Its current valuation is reasonable, adds Koning, who has a price target on Genpact shares of $21. And if everything goes well according to Genpact's growth plans, he sees $25 a share as a "reasonable upside" target, based on 20 times estimated 2013 earnings of $1.25 a share. For 2012, he forecasts $1.02 earnings per share, up from an estimated $90 cents a share in 2011 and 2010’s actual earnings of 74 cents.


Genpact is a provider of business-process outsourcing and IT services to global companies in the banking, financial services, insurance and manufacturing industries. It reorganized itself as an independent company, Genpact Ltd., in 2007, and then went public later in the year.


During Genpact's initial public offering in 2007 and the subsequent second stock offering in March of 2010, GE slashed its total stake in the company from 40% to 9%. But the ex-parent still accounts for a third of Genpact's revenue, or about $480 million. In 2010, Genpact's revenues totaled $1.25 billion. They are expected to climb to $1.58 billion in 2011, and then jump to an estimated $1.86 billion in 2012.  


GE isn’t the only big name in Genpact's list of clients. Among the other blue-chip customers are Pfizer (PFE), Morgan Stanley (MS), Wells Fargo (WFC), and Japanese-automaker, Nissan (NSANY). Operating in 17 countries, Genpact serves primarily the large corporations in the U.S., Europe, and Asia, and executes more than 3,000 processes from its 41 delivery centers in such countries as China, Spain, the Netherlands, South Africa, and the U.S.


Managing business processes efficiently has become an important tool for corporations to better execute plans for growth, including analyzing and helping execute innovation, automation, and sophisticated cost-cutting programs, says Tiger Tyagarajan, President and CEO of Genpact. He headed Genpact when it was still part of GE, before getting promoted to lead GE Capital’s consumer lending business unit.

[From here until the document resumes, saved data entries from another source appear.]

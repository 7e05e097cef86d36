//! JSON-RPC Server
//!
//! Binds the method table to a localhost TCP listener. jsonrpsee serves
//! JSON-RPC 2.0 over HTTP and WebSocket on the same port.

use crate::handler::{AppContext, RpcHandler};
use crate::types::{
    AcceptFriendRequest, ClaimRequest, CreateCommentRequest, CreateItemRequest, CreatePostRequest,
    CreateUserRequest, CurrentSessionRequest, DeleteCommentRequest, DeleteItemRequest,
    DeletePostRequest, DeleteUserRequest, FriendRequestsRequest, GetUserRequest,
    ListCommentsRequest, ListFriendsRequest, ListItemsRequest, ListPostsRequest, ListUsersRequest,
    LoginRequest, LogoutRequest, MaintenanceRequest, QueuePositionRequest, QueueRequest,
    RateItemRequest, RejectFriendRequest, RemoveFriendRequest, RemoveFriendRequestRequest,
    SellerRatingRequest, SendFriendRequestRequest, StatsRequest, UnclaimRequest,
    UpdateCommentRequest, UpdateItemRequest, UpdatePasswordRequest, UpdatePostRequest,
    UpdateRatingRequest, UpdateUsernameRequest,
};
use jsonrpsee::server::{Server, ServerHandle};
use jsonrpsee::RpcModule;
use std::sync::Arc;
use thiserror::Error;
use tracing::info;

// ADR-020: RPC Server Configuration
// Binds to 127.0.0.1 only; the daemon is not meant to face the network.
const DEFAULT_RPC_HOST: &str = "127.0.0.1";
const DEFAULT_RPC_PORT: u16 = 9640;

/// Errors raised while bringing the server up.
#[derive(Debug, Error)]
pub enum ServerError {
    #[error("failed to bind rpc listener on {addr}: {reason}")]
    Bind { addr: String, reason: String },
    #[error("failed to register rpc method {method}: {reason}")]
    Register { method: String, reason: String },
}

/// RPC Server Configuration
pub struct RpcServerConfig {
    pub host: String,
    pub port: u16,
}

impl Default for RpcServerConfig {
    fn default() -> Self {
        Self {
            host: DEFAULT_RPC_HOST.to_string(),
            port: DEFAULT_RPC_PORT,
        }
    }
}

/// RPC Server
pub struct RpcServer {
    config: RpcServerConfig,
    handler: Arc<RpcHandler>,
}

// One entry per method: name, request DTO, handler fn. Keeps the method
// table readable at this size; each expansion is the same clone-the-handler
// closure jsonrpsee expects.
macro_rules! register_method {
    ($module:expr, $handler:expr, $name:literal, $req:ty, $method:ident) => {{
        let handler = $handler.clone();
        $module
            .register_async_method($name, move |params, _, _| {
                let handler = handler.clone();
                async move {
                    let req: $req = params.parse()?;
                    handler.$method(req).await
                }
            })
            .map_err(|e| ServerError::Register {
                method: $name.to_string(),
                reason: e.to_string(),
            })?;
    }};
}

impl RpcServer {
    pub fn new(config: RpcServerConfig, ctx: AppContext) -> Self {
        Self {
            config,
            handler: Arc::new(RpcHandler::new(ctx)),
        }
    }

    /// Start the JSON-RPC server
    ///
    /// Security: only binds to 127.0.0.1 (no external access)
    pub async fn start(self) -> Result<ServerHandle, ServerError> {
        let addr = format!("{}:{}", self.config.host, self.config.port);

        info!(
            host = %self.config.host,
            port = %self.config.port,
            "Starting JSON-RPC server on TCP (localhost only)"
        );

        let server = Server::builder()
            .build(&addr)
            .await
            .map_err(|e| ServerError::Bind {
                addr: addr.clone(),
                reason: e.to_string(),
            })?;

        let mut module = RpcModule::new(());
        let h = &self.handler;

        // Sessions
        register_method!(module, h, "session.login.v1", LoginRequest, login);
        register_method!(module, h, "session.logout.v1", LogoutRequest, logout);
        register_method!(
            module,
            h,
            "session.current.v1",
            CurrentSessionRequest,
            current_session
        );

        // Users
        register_method!(module, h, "user.create.v1", CreateUserRequest, create_user);
        register_method!(module, h, "user.list.v1", ListUsersRequest, list_users);
        register_method!(module, h, "user.get.v1", GetUserRequest, get_user);
        register_method!(
            module,
            h,
            "user.update_username.v1",
            UpdateUsernameRequest,
            update_username
        );
        register_method!(
            module,
            h,
            "user.update_password.v1",
            UpdatePasswordRequest,
            update_password
        );
        register_method!(module, h, "user.delete.v1", DeleteUserRequest, delete_user);

        // Items
        register_method!(module, h, "item.create.v1", CreateItemRequest, create_item);
        register_method!(module, h, "item.list.v1", ListItemsRequest, list_items);
        register_method!(module, h, "item.update.v1", UpdateItemRequest, update_item);
        register_method!(module, h, "item.delete.v1", DeleteItemRequest, delete_item);

        // Claim queue (ADR-009)
        register_method!(module, h, "item.claim.v1", ClaimRequest, claim);
        register_method!(module, h, "item.unclaim.v1", UnclaimRequest, unclaim);
        register_method!(
            module,
            h,
            "item.queue_position.v1",
            QueuePositionRequest,
            queue_position
        );
        register_method!(module, h, "item.queue.v1", QueueRequest, queue);

        // Posts
        register_method!(module, h, "post.create.v1", CreatePostRequest, create_post);
        register_method!(module, h, "post.list.v1", ListPostsRequest, list_posts);
        register_method!(module, h, "post.update.v1", UpdatePostRequest, update_post);
        register_method!(module, h, "post.delete.v1", DeletePostRequest, delete_post);

        // Comments
        register_method!(
            module,
            h,
            "comment.create.v1",
            CreateCommentRequest,
            create_comment
        );
        register_method!(
            module,
            h,
            "comment.list.v1",
            ListCommentsRequest,
            list_comments
        );
        register_method!(
            module,
            h,
            "comment.update.v1",
            UpdateCommentRequest,
            update_comment
        );
        register_method!(
            module,
            h,
            "comment.delete.v1",
            DeleteCommentRequest,
            delete_comment
        );

        // Ratings
        register_method!(module, h, "rating.rate.v1", RateItemRequest, rate_item);
        register_method!(
            module,
            h,
            "rating.update.v1",
            UpdateRatingRequest,
            update_rating
        );
        register_method!(
            module,
            h,
            "rating.seller.v1",
            SellerRatingRequest,
            seller_rating
        );

        // Friends
        register_method!(
            module,
            h,
            "friend.send_request.v1",
            SendFriendRequestRequest,
            send_friend_request
        );
        register_method!(
            module,
            h,
            "friend.accept.v1",
            AcceptFriendRequest,
            accept_friend_request
        );
        register_method!(
            module,
            h,
            "friend.reject.v1",
            RejectFriendRequest,
            reject_friend_request
        );
        register_method!(
            module,
            h,
            "friend.remove_request.v1",
            RemoveFriendRequestRequest,
            remove_friend_request
        );
        register_method!(
            module,
            h,
            "friend.remove.v1",
            RemoveFriendRequest,
            remove_friend
        );
        register_method!(module, h, "friend.list.v1", ListFriendsRequest, list_friends);
        register_method!(
            module,
            h,
            "friend.requests.v1",
            FriendRequestsRequest,
            list_friend_requests
        );

        // Admin APIs (Phase 4)
        register_method!(module, h, "admin.stats.v1", StatsRequest, stats);
        register_method!(
            module,
            h,
            "admin.maintenance.v1",
            MaintenanceRequest,
            run_maintenance
        );

        info!(methods = module.method_names().count(), "JSON-RPC server started successfully");

        let handle = server.start(module);
        Ok(handle)
    }
}
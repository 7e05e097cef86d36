//! JSON-RPC API Layer
//!
//! Implements the JSON-RPC 2.0 surface of the Tradepost daemon.
//! Adheres to ADR-020 (API Contract).

pub mod error;
pub mod handler;
mod rate_limiter;
pub mod server;
pub mod types;

pub use handler::AppContext;
pub use server::{RpcServer, RpcServerConfig, ServerError};
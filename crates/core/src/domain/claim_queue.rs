// Claim Queue Domain Model (Phase 2)

use serde::{Deserialize, Serialize};

use crate::domain::user::UserId;

/// Ordered FIFO waitlist of claimants for one item.
///
/// Invariants:
/// - No claimant appears twice.
/// - Order changes only by append (join) or removal (leave); never reordered.
/// - Position is the 1-based index of a claimant; absent claimants have none.
///
/// Serializes as a plain JSON array of user IDs (stored as-is in the
/// `items.claim_queue` column).
#[derive(Debug, Clone, Default, PartialEq, Eq, Serialize, Deserialize)]
pub struct ClaimQueue(Vec<UserId>);

impl ClaimQueue {
    /// Empty queue (every new item starts with one)
    pub fn new() -> Self {
        Self(Vec::new())
    }

    /// Rebuild a queue from its stored order. Trusts the input: the store
    /// wrote it through `join`/`leave`, so it is already duplicate-free.
    pub fn from_claimants(claimants: Vec<UserId>) -> Self {
        Self(claimants)
    }

    /// Append a claimant at the tail.
    ///
    /// Returns `false` without modifying the queue if the claimant is
    /// already present (idempotent join).
    pub fn join(&mut self, claimant: impl Into<UserId>) -> bool {
        let claimant = claimant.into();
        if self.contains(&claimant) {
            return false;
        }
        self.0.push(claimant);
        true
    }

    /// Remove every occurrence of a claimant, preserving the order of the
    /// rest. Returns `false` if the claimant was not present.
    pub fn leave(&mut self, claimant: &str) -> bool {
        let before = self.0.len();
        self.0.retain(|c| c != claimant);
        self.0.len() != before
    }

    /// 1-based position of the claimant's first occurrence, `None` if absent.
    pub fn position_of(&self, claimant: &str) -> Option<u32> {
        self.0
            .iter()
            .position(|c| c == claimant)
            .map(|idx| idx as u32 + 1)
    }

    pub fn contains(&self, claimant: &str) -> bool {
        self.0.iter().any(|c| c == claimant)
    }

    /// Full current order, head first ("who is ahead of me")
    pub fn claimants(&self) -> &[UserId] {
        &self.0
    }

    pub fn into_claimants(self) -> Vec<UserId> {
        self.0
    }

    pub fn len(&self) -> usize {
        self.0.len()
    }

    pub fn is_empty(&self) -> bool {
        self.0.is_empty()
    }
}
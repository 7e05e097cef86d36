//! Simple SDK Example
//!
//! Walks through the claim-queue flow end to end.
//!
//! # Usage
//!
//! 1. Start the daemon:
//!    ```bash
//!    cargo run --package tradepost-daemon
//!    ```
//!
//! 2. Run this example:
//!    ```bash
//!    cargo run --example simple
//!    ```

use anyhow::Result;
use tradepost_sdk::{CreateItemRequest, TradepostClient};

#[tokio::main]
async fn main() -> Result<()> {
    println!("Tradepost SDK - Simple Example");
    println!("==============================\n");

    // 1. Connect to daemon
    println!("1. Connecting to daemon...");
    let client = TradepostClient::connect("http://127.0.0.1:9640").await?;
    println!("   ✓ Connected\n");

    // Fresh username per run so the example can be re-run
    let username = format!("demo_{}", std::process::id());

    // 2. Create an account and log in
    println!("2. Creating account '{}'...", username);
    client.register(&username, "demo-password").await?;
    let login = client.login(&username, "demo-password").await?;
    println!("   ✓ Logged in as {}\n", login.user.username);

    // 3. Put an item up for sale
    println!("3. Listing an item...");
    let created = client
        .create_item(CreateItemRequest {
            session: login.session.clone(),
            name: "Road bike".to_string(),
            cost: 250,
            description: "Light frame, recently serviced".to_string(),
            pictures: vec![],
            contact: format!("{}@example.com", username),
        })
        .await?;

    println!("   ✓ Item listed:");
    println!("     - ID: {}", created.item.id);
    println!("     - Name: {}", created.item.name);
    println!("     - Cost: {}\n", created.item.cost);

    // 4. Claim it
    println!("4. Joining the claim queue...");
    let claim = client.claim(&login.session, &created.item.id).await?;
    println!("   ✓ Claimed at position {}\n", claim.position);

    // 5. Check the position and the full queue
    println!("5. Checking the queue...");
    let position = client
        .queue_position(&login.session, &created.item.id)
        .await?;
    println!("   ✓ Our position: {}", position.position);

    let queue = client.queue(&created.item.id).await?;
    println!("   ✓ Queue length: {}", queue.claimants.len());
    for entry in &queue.claimants {
        println!("     {}. {}", entry.position, entry.username);
    }
    println!();

    // 6. Release the claim
    println!("6. Leaving the queue...");
    let unclaim = client.unclaim(&login.session, &created.item.id).await?;
    if unclaim.unclaimed {
        println!("   ✓ Claim released");
    } else {
        println!("   ⚠ We were not in the queue");
    }

    // 7. Log out
    println!("7. Logging out...");
    client.logout(&login.session).await?;
    println!("   ✓ Session ended");

    println!("\n✓ Example completed successfully!");

    Ok(())
}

He recalls that when Genpact went public, it was growing at a rate of 70%. The IPO price was $14, raising some $2.6 billion in the process. In managing its clients' business processes, Genpact gets to have a hand in almost every aspect of their businesses, including analyzing loans and credit, updating a company’s products, and looking over contracts. The latter serves to insure, for example, that parts are available throughout a certain period of time so that companies like Penske Transport are able to sustain operations without any hitch because of, say, lack of spare parts, says Tyagarajan.


"It's important to provide accurate data analysis for efficiency and smart corporate decisions," Tyagarajan adds. In the end, he says, managing business processes is all about "making sure that everything runs smoothly – and better."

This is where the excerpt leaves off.